[Supplied data Boundary: Start]

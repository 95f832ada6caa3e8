//! HTTP-date handling
//!
//! Formats `Last-Modified` values and parses `If-Modified-Since` values in the
//! three formats RFC 9110 requires recipients to accept.

use chrono::{DateTime, NaiveDateTime, Utc};
use std::time::{Duration, SystemTime, UNIX_EPOCH};

/// IMF-fixdate, e.g. `Sun, 06 Nov 1994 08:49:37 GMT`
const IMF_FIXDATE: &str = "%a, %d %b %Y %H:%M:%S GMT";
/// Obsolete RFC 850 form, e.g. `Sunday, 06-Nov-94 08:49:37 GMT`
const RFC850_DATE: &str = "%A, %d-%b-%y %H:%M:%S GMT";
/// Obsolete asctime form, e.g. `Sun Nov  6 08:49:37 1994`
const ASCTIME_DATE: &str = "%a %b %e %H:%M:%S %Y";

/// Format a timestamp as an IMF-fixdate
pub fn format_http_date(time: SystemTime) -> String {
    DateTime::<Utc>::from(time).format(IMF_FIXDATE).to_string()
}

/// Parse an HTTP-date, returning `None` for anything unrecognized
pub fn parse_http_date(value: &str) -> Option<SystemTime> {
    let value = value.trim();
    let parsed = NaiveDateTime::parse_from_str(value, IMF_FIXDATE)
        .or_else(|_| NaiveDateTime::parse_from_str(value, RFC850_DATE))
        .or_else(|_| NaiveDateTime::parse_from_str(value, ASCTIME_DATE))
        .ok()
        .map(|naive| naive.and_utc())
        .or_else(|| {
            DateTime::parse_from_rfc2822(value)
                .ok()
                .map(|dt| dt.with_timezone(&Utc))
        })?;
    Some(SystemTime::from(parsed))
}

/// Drop sub-second precision, which HTTP-dates cannot carry
pub fn truncate_to_seconds(time: SystemTime) -> SystemTime {
    let since_epoch = time.duration_since(UNIX_EPOCH).unwrap_or(Duration::ZERO);
    UNIX_EPOCH + Duration::from_secs(since_epoch.as_secs())
}
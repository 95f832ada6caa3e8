//! Static HTTP/1.1 file server
//!
//! Serves one directory tree over GET and HEAD with directory listings,
//! conditional requests and streamed file bodies.

pub mod cli;
pub mod config;
pub mod handler;
pub mod http;
pub mod logger;
pub mod resolver;
pub mod server;
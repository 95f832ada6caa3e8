// Configuration module entry point
// Loads layered configuration and holds the immutable runtime state

mod state;
mod types;

use std::net::{SocketAddr, ToSocketAddrs};
use std::path::PathBuf;

pub use state::AppState;
pub use types::{Config, HttpConfig, LoggingConfig, PerformanceConfig, ServerConfig};

pub const DEFAULT_HOST: &str = "0.0.0.0";
pub const DEFAULT_PORT: u16 = 8000;
/// Prefix of environment variables read by the configuration layer
pub const ENV_PREFIX: &str = "FILESERVER";
/// Config file looked up in the working directory when none is given
const DEFAULT_CONFIG_NAME: &str = "fileserver";

const LOG_LEVELS: [&str; 4] = ["error", "warn", "info", "debug"];

pub fn default_server_name() -> String {
    format!("{}/{}", env!("CARGO_PKG_NAME"), env!("CARGO_PKG_VERSION"))
}

/// Values that take precedence over every other configuration source
#[derive(Debug, Default, Clone)]
pub struct ConfigOverrides {
    pub config_file: Option<String>,
    pub host: Option<String>,
    pub port: Option<u16>,
    pub root: Option<PathBuf>,
}

impl Config {
    /// Load configuration: defaults, then the config file, then `FILESERVER_*`
    /// environment variables, then the given overrides.
    pub fn load(overrides: &ConfigOverrides) -> Result<Self, config::ConfigError> {
        let file = match overrides.config_file.as_deref() {
            Some(path) => config::File::with_name(path).required(true),
            None => config::File::with_name(DEFAULT_CONFIG_NAME).required(false),
        };

        let settings = config::Config::builder()
            .add_source(config::Config::try_from(&Self::default())?)
            .add_source(file)
            .add_source(
                config::Environment::with_prefix(ENV_PREFIX)
                    .prefix_separator("_")
                    .separator("__")
                    .try_parsing(true)
                    .list_separator(",")
                    .with_list_parse_key("http.index_files"),
            )
            .set_override_option("server.host", overrides.host.clone())?
            .set_override_option("server.port", overrides.port.map(i64::from))?
            .set_override_option(
                "server.root",
                overrides
                    .root
                    .as_ref()
                    .map(|p| p.to_string_lossy().into_owned()),
            )?
            .build()?;

        let cfg: Self = settings.try_deserialize()?;
        cfg.validate().map_err(config::ConfigError::Message)?;
        Ok(cfg)
    }

    /// Reject values the server cannot run with
    pub fn validate(&self) -> Result<(), String> {
        if !LOG_LEVELS.contains(&self.logging.level.as_str()) {
            return Err(format!(
                "Invalid logging.level '{}', expected one of {}",
                self.logging.level,
                LOG_LEVELS.join(", ")
            ));
        }
        if self.performance.keep_alive_timeout == 0 {
            return Err("performance.keep_alive_timeout must be greater than 0".to_string());
        }
        if self.performance.header_read_timeout == 0 {
            return Err("performance.header_read_timeout must be greater than 0".to_string());
        }
        if self.http.read_buffer_size == 0 {
            return Err("http.read_buffer_size must be greater than 0".to_string());
        }
        if self.server.workers == Some(0) {
            return Err("server.workers must be greater than 0".to_string());
        }
        Ok(())
    }

    pub fn get_socket_addr(&self) -> Result<SocketAddr, String> {
        (self.server.host.as_str(), self.server.port)
            .to_socket_addrs()
            .map_err(|e| format!("Invalid address {}:{}: {e}", self.server.host, self.server.port))?
            .next()
            .ok_or_else(|| {
                format!(
                    "Address {}:{} did not resolve",
                    self.server.host, self.server.port
                )
            })
    }
}
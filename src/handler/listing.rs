//! Directory listing page

use crate::resolver::DirEntryInfo;
use std::fmt::Write;

/// Render the HTML listing of a directory
///
/// `display_path` is the decoded request path. Every name is HTML-escaped and
/// every link percent-encoded, so entry names cannot inject markup.
pub fn render(display_path: &str, entries: &[DirEntryInfo]) -> String {
    let title = format!("Directory listing for {}", escape_html(display_path));
    let mut html = format!(
        "<!DOCTYPE HTML>\n\
         <html lang=\"en\">\n\
         <head>\n\
         <meta charset=\"utf-8\">\n\
         <title>{title}</title>\n\
         </head>\n\
         <body>\n\
         <h1>{title}</h1>\n\
         <hr>\n\
         <ul>\n"
    );
    for entry in entries {
        let _ = writeln!(
            html,
            "<li><a href=\"{}\">{}</a></li>",
            escape_html(&entry.href()),
            escape_html(&entry.display_name())
        );
    }
    html.push_str("</ul>\n<hr>\n</body>\n</html>\n");
    html
}

/// Escape the five characters with meaning in HTML text and attributes
pub fn escape_html(s: &str) -> String {
    let mut out = String::with_capacity(s.len());
    for c in s.chars() {
        match c {
            '&' => out.push_str("&amp;"),
            '<' => out.push_str("&lt;"),
            '>' => out.push_str("&gt;"),
            '"' => out.push_str("&quot;"),
            '\'' => out.push_str("&#x27;"),
            _ => out.push(c),
        }
    }
    out
}
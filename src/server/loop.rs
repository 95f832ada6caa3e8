// Server loop module
// Accepts connections until shutdown, then drains open connections

use std::future::Future;
use std::sync::Arc;
use std::time::Duration;
use tokio::net::TcpListener;
use tokio::sync::watch;

use super::connection::{accept_connection, ConnectionCounter};
use crate::config::AppState;
use crate::logger;

/// Pause after a failed accept (e.g. out of file descriptors)
const ACCEPT_ERROR_BACKOFF: Duration = Duration::from_millis(100);

/// Run the accept loop until `shutdown` completes.
///
/// Every accepted stream is handed to its own task; the loop never awaits a
/// client. On shutdown the listener is closed, open connections are told to
/// finish their in-flight response, and the loop waits at most
/// `performance.shutdown_grace_period` for them before returning.
pub async fn start_server_loop<F>(listener: TcpListener, state: Arc<AppState>, shutdown: F)
where
    F: Future<Output = ()>,
{
    let counter = Arc::new(ConnectionCounter::new());
    let (shutdown_tx, shutdown_rx) = watch::channel(false);
    tokio::pin!(shutdown);

    loop {
        tokio::select! {
            accept_result = listener.accept() => {
                match accept_result {
                    Ok((stream, peer_addr)) => {
                        accept_connection(
                            stream,
                            peer_addr,
                            &state,
                            &counter,
                            shutdown_rx.clone(),
                        );
                    }
                    Err(e) => {
                        logger::log_error(&format!("Failed to accept connection: {e}"));
                        tokio::time::sleep(ACCEPT_ERROR_BACKOFF).await;
                    }
                }
            }
            () = &mut shutdown => break,
        }
    }

    drop(listener);
    logger::log_info(&format!(
        "Listener closed, draining {} open connection(s)",
        counter.active()
    ));
    let _ = shutdown_tx.send(true);

    let grace = Duration::from_secs(state.config.performance.shutdown_grace_period);
    if tokio::time::timeout(grace, counter.wait_idle()).await.is_err() {
        logger::log_warning(&format!(
            "Grace period of {}s elapsed with {} connection(s) still open",
            grace.as_secs(),
            counter.active()
        ));
    }
    logger::log_info("Server stopped");
}
//! Resolution results

use std::fmt;
use std::fs::Metadata;
use std::io;
use std::path::{Path, PathBuf};
use std::time::{SystemTime, UNIX_EPOCH};

use crate::http::mime;

/// What a request path refers to beneath the root
#[derive(Debug)]
pub enum ResolvedTarget {
    File(FileTarget),
    Directory(DirectoryTarget),
    /// Directory requested without its trailing slash
    Redirect { location: String },
    NotFound,
    /// Outside the root, unreadable, or not a regular file or directory
    Forbidden,
}

/// A regular file inside the root
#[derive(Debug, Clone)]
pub struct FileTarget {
    /// Canonical path
    pub path: PathBuf,
    pub len: u64,
    pub modified: SystemTime,
    pub content_type: &'static str,
}

impl FileTarget {
    /// `requested` is the path as named in the request, before symlinks are
    /// resolved; the content type is guessed from its extension
    pub fn from_metadata(path: PathBuf, requested: &Path, metadata: &Metadata) -> Self {
        let content_type = mime::content_type_for(requested);
        Self {
            len: metadata.len(),
            modified: metadata.modified().unwrap_or(UNIX_EPOCH),
            content_type,
            path,
        }
    }
}

/// A directory inside the root, with its immediate children
#[derive(Debug, Clone)]
pub struct DirectoryTarget {
    /// Canonical path
    pub path: PathBuf,
    /// Decoded request path, used as the listing title
    pub display_path: String,
    /// Sorted case-insensitively by name
    pub entries: Vec<DirEntryInfo>,
}

#[derive(Debug, Clone, PartialEq, Eq)]
pub struct DirEntryInfo {
    pub name: String,
    pub is_dir: bool,
    pub is_symlink: bool,
}

impl DirEntryInfo {
    /// Name as shown in a listing: `/` after directories, `@` after symlinks
    pub fn display_name(&self) -> String {
        if self.is_symlink {
            format!("{}@", self.name)
        } else if self.is_dir {
            format!("{}/", self.name)
        } else {
            self.name.clone()
        }
    }

    /// Relative link target; directories keep their trailing slash
    pub fn href(&self) -> String {
        let encoded = urlencoding::encode(&self.name);
        if self.is_dir {
            format!("{encoded}/")
        } else {
            encoded.into_owned()
        }
    }
}

/// Requests that cannot be resolved at all
#[derive(Debug)]
pub enum ResolveError {
    /// Undecodable path or one containing a NUL byte
    BadRequest(&'static str),
    /// Path or one of its segments exceeds filesystem limits
    UriTooLong,
    /// Unexpected filesystem failure
    Io(io::Error),
}

impl fmt::Display for ResolveError {
    fn fmt(&self, f: &mut fmt::Formatter<'_>) -> fmt::Result {
        match self {
            Self::BadRequest(reason) => write!(f, "bad request path: {reason}"),
            Self::UriTooLong => write!(f, "request path too long"),
            Self::Io(e) => write!(f, "filesystem error: {e}"),
        }
    }
}

impl std::error::Error for ResolveError {
    fn source(&self) -> Option<&(dyn std::error::Error + 'static)> {
        match self {
            Self::Io(e) => Some(e),
            _ => None,
        }
    }
}

/// True when `path` is `root` or lies beneath it (component-wise)
pub fn is_within(root: &Path, path: &Path) -> bool {
    path.starts_with(root)
}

[Supplied data Boundary: End]

▶ What is expected
Identify every line above that includes the word "trailing", and show those lines.

▶ Task result
    /// Directory requested without its trailing slash
    /// Relative link target; directories keep their trailing slash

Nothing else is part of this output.